Saved data entries
# # # # #

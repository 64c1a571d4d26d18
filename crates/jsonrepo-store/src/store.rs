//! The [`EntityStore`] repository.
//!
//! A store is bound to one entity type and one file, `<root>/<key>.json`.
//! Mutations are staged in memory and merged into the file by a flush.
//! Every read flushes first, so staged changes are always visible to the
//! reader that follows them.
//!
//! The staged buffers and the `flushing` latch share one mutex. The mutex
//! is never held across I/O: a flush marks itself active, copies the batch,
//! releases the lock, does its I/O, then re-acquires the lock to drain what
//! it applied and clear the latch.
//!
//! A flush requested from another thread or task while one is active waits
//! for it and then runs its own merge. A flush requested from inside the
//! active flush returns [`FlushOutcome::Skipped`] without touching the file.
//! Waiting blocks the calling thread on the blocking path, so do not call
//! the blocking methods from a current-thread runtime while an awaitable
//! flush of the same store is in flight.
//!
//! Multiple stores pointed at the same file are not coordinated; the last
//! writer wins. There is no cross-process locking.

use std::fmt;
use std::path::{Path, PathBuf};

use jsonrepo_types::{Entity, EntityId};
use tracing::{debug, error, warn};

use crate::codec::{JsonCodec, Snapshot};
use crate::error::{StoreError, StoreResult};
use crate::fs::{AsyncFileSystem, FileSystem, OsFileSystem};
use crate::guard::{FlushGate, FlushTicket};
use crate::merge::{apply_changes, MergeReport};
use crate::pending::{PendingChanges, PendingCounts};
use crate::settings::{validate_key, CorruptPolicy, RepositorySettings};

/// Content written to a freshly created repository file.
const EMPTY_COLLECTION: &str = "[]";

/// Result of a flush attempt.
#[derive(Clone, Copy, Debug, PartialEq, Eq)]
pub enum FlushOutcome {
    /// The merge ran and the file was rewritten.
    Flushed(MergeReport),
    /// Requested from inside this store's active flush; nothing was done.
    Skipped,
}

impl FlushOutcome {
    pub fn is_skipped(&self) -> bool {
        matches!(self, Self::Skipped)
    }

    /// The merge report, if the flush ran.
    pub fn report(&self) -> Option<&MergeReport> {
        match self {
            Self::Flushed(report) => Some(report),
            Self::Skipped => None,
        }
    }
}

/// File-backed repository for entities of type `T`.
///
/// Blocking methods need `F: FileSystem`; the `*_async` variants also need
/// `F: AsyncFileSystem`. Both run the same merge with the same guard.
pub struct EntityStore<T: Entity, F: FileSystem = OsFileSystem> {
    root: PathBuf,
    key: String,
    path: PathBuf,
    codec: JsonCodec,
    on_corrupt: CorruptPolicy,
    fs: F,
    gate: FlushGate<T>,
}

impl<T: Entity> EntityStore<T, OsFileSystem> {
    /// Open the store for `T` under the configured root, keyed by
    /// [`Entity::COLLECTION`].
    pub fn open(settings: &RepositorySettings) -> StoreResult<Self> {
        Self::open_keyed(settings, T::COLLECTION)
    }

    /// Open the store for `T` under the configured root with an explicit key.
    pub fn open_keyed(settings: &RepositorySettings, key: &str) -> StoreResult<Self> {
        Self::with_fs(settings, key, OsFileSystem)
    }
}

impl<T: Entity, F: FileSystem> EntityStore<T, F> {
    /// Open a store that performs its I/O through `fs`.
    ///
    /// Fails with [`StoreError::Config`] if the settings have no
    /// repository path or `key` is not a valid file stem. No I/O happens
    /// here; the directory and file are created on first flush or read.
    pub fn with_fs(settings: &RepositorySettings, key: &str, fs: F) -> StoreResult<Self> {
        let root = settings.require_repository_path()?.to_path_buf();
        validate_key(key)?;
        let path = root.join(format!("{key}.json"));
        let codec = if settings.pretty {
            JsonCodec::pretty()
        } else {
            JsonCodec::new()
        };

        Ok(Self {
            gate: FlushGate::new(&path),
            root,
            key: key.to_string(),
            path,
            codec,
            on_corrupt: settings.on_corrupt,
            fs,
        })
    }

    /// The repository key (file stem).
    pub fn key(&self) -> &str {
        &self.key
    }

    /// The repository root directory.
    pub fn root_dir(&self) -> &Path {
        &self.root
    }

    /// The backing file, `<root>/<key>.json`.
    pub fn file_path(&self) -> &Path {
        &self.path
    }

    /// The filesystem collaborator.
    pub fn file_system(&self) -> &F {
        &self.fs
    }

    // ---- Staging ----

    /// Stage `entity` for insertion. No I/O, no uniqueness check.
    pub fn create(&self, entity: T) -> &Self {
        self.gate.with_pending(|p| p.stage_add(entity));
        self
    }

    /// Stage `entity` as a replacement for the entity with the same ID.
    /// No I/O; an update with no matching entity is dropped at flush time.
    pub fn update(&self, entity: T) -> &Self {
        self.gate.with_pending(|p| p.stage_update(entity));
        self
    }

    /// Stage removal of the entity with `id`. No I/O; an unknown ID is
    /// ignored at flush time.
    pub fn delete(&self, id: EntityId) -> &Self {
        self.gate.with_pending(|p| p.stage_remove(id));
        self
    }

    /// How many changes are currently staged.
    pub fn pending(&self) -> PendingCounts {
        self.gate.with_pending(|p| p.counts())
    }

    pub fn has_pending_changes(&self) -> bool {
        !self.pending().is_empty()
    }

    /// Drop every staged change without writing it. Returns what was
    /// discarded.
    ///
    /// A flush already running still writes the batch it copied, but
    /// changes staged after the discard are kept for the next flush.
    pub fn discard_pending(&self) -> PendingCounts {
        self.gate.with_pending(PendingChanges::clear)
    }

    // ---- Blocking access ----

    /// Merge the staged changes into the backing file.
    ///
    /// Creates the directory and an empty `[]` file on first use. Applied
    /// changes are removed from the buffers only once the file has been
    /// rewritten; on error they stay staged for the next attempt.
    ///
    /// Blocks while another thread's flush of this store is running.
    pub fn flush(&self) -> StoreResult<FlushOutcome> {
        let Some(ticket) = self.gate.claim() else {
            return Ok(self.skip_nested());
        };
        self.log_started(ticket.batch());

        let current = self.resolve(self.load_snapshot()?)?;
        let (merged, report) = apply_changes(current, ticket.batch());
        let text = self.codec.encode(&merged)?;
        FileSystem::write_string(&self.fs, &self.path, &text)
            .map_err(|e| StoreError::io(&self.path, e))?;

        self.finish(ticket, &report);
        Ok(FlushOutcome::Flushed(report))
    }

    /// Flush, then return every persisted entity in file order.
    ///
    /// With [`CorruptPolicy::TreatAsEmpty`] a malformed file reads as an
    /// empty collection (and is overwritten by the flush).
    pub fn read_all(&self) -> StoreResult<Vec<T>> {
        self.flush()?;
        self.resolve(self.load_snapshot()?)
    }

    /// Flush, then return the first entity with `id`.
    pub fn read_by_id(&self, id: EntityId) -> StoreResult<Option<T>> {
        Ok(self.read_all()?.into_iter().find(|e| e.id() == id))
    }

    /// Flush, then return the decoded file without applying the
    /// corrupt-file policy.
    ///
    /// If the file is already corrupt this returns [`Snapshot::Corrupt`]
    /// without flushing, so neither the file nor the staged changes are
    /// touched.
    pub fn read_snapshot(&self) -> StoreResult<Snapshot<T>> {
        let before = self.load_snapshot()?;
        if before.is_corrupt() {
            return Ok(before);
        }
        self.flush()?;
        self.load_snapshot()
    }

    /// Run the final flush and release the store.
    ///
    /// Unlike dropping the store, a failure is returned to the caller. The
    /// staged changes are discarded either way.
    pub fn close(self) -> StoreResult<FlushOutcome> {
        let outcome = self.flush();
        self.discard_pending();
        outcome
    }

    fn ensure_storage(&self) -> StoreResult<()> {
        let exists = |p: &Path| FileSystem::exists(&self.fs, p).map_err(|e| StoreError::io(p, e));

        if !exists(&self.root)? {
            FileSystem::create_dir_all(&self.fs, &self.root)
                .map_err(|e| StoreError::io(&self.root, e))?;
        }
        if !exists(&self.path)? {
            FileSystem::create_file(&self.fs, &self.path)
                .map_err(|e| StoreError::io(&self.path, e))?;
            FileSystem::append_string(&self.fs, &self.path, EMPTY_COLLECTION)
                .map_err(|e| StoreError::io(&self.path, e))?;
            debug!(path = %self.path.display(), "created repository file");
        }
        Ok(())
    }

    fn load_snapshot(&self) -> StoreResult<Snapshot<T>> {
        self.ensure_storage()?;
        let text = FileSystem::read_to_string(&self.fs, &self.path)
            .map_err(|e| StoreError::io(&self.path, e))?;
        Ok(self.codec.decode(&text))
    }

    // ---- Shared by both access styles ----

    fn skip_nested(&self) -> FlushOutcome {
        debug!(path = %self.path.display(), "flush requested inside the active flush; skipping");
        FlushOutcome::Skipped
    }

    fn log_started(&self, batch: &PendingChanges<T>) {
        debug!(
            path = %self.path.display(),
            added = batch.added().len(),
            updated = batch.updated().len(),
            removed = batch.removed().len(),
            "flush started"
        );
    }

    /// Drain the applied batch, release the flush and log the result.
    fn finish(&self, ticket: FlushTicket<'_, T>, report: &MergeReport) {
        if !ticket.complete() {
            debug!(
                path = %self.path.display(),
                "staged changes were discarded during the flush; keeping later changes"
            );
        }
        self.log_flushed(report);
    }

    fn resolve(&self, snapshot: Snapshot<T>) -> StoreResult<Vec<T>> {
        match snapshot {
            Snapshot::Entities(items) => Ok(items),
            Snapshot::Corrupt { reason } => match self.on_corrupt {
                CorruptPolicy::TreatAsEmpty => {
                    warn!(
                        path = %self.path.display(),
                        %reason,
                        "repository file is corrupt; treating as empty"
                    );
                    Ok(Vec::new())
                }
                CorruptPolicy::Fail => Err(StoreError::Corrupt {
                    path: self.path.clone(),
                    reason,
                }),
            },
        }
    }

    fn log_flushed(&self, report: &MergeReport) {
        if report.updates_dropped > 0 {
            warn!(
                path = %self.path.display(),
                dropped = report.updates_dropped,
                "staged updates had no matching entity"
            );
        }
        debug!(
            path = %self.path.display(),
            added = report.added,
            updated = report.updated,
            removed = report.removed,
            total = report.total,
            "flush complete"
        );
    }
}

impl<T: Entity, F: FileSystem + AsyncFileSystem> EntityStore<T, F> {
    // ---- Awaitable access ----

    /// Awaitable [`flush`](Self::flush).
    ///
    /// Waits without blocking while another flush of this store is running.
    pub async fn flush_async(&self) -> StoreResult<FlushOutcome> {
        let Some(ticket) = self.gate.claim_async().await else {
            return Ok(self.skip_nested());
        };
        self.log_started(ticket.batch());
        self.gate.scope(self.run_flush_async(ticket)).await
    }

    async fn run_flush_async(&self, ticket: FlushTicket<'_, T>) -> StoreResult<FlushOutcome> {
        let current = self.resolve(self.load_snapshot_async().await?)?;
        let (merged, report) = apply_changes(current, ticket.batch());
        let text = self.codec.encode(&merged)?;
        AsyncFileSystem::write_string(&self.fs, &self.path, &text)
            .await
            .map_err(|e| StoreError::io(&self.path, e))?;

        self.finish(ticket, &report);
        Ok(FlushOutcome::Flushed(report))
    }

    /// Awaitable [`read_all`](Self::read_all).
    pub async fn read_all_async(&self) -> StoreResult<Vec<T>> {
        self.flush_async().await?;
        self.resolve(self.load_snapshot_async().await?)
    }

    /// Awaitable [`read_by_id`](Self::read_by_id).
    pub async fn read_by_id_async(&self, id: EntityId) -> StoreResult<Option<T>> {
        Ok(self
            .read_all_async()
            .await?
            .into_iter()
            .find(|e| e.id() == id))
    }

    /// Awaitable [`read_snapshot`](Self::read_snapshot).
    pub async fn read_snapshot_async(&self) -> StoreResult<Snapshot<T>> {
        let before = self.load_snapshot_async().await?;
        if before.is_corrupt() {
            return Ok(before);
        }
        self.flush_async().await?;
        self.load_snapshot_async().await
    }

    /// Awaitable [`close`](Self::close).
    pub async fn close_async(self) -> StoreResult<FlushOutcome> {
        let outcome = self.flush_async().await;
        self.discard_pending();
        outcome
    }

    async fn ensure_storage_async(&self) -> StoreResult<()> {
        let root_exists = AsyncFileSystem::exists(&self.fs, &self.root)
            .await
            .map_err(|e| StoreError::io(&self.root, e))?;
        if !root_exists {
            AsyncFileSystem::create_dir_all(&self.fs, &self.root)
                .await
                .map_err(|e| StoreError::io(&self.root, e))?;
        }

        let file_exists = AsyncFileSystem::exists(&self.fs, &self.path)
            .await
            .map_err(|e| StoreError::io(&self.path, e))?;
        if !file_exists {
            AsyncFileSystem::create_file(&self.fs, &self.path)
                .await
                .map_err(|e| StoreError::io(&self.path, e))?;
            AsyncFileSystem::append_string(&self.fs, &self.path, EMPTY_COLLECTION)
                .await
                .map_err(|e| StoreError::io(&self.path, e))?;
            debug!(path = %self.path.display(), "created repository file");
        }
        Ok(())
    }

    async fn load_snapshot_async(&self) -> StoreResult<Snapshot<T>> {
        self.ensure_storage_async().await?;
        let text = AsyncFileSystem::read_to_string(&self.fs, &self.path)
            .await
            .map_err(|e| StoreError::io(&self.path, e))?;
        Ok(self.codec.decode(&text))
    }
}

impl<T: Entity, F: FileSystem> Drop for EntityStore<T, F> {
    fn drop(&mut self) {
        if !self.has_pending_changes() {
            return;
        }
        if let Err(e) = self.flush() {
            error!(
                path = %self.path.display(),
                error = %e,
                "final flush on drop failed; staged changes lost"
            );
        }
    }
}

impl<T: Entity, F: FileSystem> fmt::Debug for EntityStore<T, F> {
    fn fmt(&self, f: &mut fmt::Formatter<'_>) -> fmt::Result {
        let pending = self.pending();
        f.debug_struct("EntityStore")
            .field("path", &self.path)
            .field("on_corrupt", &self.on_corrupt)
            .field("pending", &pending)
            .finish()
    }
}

# # # # #

What this task involves
Copy each line in the entries above where the word "impl" shows up.

Reply to the task
impl FlushOutcome {
impl<T: Entity> EntityStore<T, OsFileSystem> {
impl<T: Entity, F: FileSystem> EntityStore<T, F> {
impl<T: Entity, F: FileSystem + AsyncFileSystem> EntityStore<T, F> {
impl<T: Entity, F: FileSystem> Drop for EntityStore<T, F> {
impl<T: Entity, F: FileSystem> fmt::Debug for EntityStore<T, F> {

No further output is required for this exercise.